> _HOW TO COMPLETE THIS TASK_:
For the entries below, report every line that includes the word "Copy".

> _INPUT DATA_:
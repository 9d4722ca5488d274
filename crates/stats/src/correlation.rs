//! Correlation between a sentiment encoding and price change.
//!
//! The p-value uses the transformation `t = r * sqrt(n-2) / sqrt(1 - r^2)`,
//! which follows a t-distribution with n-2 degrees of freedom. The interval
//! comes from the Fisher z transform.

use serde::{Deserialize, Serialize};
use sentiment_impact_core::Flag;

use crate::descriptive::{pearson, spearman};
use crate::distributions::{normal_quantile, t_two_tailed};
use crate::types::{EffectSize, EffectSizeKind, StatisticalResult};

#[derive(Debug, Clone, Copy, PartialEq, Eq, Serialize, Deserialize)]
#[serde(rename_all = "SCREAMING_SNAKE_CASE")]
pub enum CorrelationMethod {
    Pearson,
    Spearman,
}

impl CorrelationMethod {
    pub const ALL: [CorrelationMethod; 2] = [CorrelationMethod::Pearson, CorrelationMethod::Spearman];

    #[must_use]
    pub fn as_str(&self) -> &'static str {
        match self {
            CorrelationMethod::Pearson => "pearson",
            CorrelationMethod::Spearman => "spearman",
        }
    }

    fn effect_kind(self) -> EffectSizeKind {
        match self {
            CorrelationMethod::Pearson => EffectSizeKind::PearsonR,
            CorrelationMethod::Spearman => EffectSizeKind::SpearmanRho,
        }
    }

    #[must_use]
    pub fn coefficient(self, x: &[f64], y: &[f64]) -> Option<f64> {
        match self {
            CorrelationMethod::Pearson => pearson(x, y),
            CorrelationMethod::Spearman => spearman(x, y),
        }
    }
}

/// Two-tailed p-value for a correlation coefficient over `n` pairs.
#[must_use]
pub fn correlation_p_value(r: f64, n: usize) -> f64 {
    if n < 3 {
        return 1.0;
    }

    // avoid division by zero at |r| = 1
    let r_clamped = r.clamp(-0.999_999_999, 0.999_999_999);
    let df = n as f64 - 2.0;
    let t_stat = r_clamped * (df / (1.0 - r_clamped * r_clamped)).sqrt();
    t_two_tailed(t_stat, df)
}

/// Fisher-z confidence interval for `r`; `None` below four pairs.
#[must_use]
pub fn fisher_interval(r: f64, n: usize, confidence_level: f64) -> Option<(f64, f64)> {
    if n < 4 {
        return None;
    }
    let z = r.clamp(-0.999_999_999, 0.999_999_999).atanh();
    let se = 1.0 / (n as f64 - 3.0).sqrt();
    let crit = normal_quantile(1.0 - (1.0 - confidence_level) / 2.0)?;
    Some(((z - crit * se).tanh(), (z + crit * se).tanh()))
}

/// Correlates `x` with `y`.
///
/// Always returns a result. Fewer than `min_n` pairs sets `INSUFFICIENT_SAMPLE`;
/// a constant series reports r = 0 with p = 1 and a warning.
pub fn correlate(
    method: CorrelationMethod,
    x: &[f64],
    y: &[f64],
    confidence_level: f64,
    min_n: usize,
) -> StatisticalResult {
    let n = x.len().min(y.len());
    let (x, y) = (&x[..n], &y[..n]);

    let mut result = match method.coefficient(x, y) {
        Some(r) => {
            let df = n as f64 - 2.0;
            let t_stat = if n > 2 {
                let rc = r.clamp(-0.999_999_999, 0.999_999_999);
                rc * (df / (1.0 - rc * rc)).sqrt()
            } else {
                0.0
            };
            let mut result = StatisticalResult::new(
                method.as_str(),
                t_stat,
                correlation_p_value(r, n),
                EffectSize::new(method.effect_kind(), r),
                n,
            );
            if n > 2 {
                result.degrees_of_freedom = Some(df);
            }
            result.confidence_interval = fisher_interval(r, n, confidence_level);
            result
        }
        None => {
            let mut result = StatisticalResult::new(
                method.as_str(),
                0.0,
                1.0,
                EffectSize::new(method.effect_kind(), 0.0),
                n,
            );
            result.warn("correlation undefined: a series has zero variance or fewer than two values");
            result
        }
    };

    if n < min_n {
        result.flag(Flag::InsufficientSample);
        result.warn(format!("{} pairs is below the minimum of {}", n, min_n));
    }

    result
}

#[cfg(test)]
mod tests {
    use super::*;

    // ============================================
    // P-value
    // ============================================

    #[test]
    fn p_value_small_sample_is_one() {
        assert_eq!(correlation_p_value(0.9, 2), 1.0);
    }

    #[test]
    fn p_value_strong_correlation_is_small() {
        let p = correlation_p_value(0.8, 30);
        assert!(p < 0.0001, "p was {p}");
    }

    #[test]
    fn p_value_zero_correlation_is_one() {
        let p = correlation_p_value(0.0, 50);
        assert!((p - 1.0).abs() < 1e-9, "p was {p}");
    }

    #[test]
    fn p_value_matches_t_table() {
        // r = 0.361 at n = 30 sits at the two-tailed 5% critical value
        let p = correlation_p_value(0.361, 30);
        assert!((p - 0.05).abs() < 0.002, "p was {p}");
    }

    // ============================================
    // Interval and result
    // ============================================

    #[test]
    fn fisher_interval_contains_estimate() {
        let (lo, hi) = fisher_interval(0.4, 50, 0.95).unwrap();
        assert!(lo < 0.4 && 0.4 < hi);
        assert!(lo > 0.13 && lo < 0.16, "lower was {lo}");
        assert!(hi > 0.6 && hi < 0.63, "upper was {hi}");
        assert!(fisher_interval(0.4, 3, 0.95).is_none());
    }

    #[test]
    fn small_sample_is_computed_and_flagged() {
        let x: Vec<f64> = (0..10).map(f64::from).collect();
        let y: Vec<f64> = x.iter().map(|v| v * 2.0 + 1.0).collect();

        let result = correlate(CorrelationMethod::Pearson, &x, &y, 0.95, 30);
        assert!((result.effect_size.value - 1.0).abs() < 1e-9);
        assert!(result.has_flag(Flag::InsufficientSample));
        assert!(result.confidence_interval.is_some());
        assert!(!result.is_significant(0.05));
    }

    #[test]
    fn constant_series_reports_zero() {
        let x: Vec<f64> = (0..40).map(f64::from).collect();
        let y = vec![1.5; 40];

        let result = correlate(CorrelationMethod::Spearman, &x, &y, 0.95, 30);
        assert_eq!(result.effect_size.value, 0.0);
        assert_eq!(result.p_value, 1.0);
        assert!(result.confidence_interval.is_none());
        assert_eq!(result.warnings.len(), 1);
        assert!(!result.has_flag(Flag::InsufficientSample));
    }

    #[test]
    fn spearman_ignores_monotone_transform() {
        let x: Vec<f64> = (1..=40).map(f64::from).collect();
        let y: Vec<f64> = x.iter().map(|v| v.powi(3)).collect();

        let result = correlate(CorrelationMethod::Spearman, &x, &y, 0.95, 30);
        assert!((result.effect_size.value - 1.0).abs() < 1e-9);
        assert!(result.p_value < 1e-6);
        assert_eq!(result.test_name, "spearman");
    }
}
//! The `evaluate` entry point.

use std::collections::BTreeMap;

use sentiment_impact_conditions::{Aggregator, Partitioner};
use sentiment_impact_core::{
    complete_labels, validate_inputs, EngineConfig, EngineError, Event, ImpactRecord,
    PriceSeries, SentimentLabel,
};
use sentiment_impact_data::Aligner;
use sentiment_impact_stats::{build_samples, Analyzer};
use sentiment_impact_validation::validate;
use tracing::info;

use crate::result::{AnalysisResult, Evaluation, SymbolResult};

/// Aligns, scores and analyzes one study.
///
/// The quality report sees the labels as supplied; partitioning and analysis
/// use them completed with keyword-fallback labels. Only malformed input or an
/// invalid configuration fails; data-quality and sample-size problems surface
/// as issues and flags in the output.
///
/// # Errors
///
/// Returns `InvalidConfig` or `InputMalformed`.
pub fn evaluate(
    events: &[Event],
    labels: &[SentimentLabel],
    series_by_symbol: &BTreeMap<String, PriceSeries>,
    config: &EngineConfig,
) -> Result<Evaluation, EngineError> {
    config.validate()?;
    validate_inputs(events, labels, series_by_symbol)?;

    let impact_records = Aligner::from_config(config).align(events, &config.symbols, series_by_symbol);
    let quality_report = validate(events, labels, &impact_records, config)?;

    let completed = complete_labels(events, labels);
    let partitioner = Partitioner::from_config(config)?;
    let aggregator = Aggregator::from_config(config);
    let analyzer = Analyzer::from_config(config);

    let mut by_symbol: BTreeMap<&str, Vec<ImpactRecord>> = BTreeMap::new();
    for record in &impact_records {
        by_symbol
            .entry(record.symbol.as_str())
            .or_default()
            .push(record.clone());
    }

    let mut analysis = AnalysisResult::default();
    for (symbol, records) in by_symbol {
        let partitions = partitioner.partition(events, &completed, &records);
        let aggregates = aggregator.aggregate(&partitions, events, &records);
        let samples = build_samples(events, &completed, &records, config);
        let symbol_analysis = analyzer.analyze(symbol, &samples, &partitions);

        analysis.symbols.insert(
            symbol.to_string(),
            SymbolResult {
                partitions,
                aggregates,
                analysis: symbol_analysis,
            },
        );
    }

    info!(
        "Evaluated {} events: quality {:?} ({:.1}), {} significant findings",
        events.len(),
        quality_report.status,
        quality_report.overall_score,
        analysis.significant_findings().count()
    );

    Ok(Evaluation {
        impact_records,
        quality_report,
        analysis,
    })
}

---

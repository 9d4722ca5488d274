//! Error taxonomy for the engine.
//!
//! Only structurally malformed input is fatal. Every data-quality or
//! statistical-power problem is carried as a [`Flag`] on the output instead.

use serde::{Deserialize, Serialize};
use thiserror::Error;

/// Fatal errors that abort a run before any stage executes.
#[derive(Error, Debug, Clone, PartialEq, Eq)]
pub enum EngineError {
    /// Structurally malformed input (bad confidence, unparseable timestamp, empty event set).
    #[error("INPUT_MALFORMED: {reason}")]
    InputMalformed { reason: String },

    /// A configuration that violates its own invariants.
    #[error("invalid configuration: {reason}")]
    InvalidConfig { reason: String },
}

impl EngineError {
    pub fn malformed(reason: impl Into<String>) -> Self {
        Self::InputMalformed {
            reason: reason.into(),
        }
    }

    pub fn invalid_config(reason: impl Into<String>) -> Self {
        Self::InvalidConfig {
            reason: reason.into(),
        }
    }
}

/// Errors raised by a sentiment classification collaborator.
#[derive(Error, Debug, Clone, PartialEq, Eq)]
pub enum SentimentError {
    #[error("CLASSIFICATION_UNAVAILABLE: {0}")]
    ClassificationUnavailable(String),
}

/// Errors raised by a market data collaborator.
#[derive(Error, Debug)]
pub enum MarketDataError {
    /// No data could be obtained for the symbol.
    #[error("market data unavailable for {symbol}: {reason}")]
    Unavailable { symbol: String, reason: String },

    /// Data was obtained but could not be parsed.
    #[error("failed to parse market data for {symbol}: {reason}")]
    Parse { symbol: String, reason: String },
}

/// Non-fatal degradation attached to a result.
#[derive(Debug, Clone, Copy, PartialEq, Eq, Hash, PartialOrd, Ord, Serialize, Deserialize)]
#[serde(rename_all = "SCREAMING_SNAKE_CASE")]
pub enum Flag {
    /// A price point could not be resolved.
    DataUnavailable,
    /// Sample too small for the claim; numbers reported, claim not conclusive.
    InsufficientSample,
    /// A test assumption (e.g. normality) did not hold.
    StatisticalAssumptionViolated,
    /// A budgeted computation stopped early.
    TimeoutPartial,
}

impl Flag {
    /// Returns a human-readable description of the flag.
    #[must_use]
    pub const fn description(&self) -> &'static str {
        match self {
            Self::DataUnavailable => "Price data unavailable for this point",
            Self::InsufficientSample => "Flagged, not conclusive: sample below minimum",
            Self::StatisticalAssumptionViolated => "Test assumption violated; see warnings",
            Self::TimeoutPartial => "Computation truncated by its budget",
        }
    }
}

---

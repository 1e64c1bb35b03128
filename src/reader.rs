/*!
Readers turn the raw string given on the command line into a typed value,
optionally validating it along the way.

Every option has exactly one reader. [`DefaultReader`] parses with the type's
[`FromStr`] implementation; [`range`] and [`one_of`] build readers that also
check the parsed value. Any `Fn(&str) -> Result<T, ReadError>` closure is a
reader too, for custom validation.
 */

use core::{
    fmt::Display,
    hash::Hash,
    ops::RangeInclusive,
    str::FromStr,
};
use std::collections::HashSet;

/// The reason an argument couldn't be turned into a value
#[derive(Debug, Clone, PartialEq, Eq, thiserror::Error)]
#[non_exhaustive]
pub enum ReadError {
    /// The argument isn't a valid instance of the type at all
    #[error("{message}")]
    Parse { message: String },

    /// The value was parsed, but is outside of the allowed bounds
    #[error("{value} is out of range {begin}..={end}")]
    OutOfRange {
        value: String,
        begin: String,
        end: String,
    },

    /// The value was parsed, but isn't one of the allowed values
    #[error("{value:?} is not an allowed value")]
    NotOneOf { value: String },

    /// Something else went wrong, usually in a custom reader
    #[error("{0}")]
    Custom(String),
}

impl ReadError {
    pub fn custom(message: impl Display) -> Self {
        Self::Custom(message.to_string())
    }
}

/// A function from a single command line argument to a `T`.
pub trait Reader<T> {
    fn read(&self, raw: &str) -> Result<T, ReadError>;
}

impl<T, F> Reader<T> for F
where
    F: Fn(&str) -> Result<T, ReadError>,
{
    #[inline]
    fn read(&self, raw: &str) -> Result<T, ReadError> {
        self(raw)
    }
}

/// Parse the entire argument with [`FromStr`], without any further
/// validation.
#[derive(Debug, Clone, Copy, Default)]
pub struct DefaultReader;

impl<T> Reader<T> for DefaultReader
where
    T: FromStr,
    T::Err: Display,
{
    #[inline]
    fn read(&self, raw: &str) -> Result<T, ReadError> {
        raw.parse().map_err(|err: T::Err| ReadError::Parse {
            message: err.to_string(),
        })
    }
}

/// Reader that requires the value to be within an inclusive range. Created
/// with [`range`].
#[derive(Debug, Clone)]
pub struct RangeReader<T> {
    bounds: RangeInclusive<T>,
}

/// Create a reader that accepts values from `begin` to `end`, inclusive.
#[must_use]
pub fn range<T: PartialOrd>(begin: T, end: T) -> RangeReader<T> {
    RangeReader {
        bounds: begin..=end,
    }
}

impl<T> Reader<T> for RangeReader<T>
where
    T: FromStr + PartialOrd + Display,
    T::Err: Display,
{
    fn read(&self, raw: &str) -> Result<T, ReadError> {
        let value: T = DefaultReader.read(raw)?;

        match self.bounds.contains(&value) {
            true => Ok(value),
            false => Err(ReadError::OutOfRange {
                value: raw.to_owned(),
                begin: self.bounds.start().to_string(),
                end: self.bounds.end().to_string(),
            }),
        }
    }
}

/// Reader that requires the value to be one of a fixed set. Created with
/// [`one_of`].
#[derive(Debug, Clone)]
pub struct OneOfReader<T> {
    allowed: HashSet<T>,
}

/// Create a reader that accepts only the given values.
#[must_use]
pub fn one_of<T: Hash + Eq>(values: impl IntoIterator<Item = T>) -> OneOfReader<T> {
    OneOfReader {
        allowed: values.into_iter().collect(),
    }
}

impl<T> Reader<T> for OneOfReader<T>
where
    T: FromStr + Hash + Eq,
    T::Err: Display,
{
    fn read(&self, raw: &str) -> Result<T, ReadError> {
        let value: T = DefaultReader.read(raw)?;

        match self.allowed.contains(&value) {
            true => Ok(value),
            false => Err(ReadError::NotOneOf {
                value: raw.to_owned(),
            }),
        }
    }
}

> _REPLY TO THE TASK_:
#[derive(Debug, Clone, Copy, PartialEq, Eq, Serialize, Deserialize)]
#[derive(Debug, Clone, Copy, PartialEq, Eq, Hash, PartialOrd, Ord, Serialize, Deserialize)]
#[derive(Debug, Clone, Copy, Default)]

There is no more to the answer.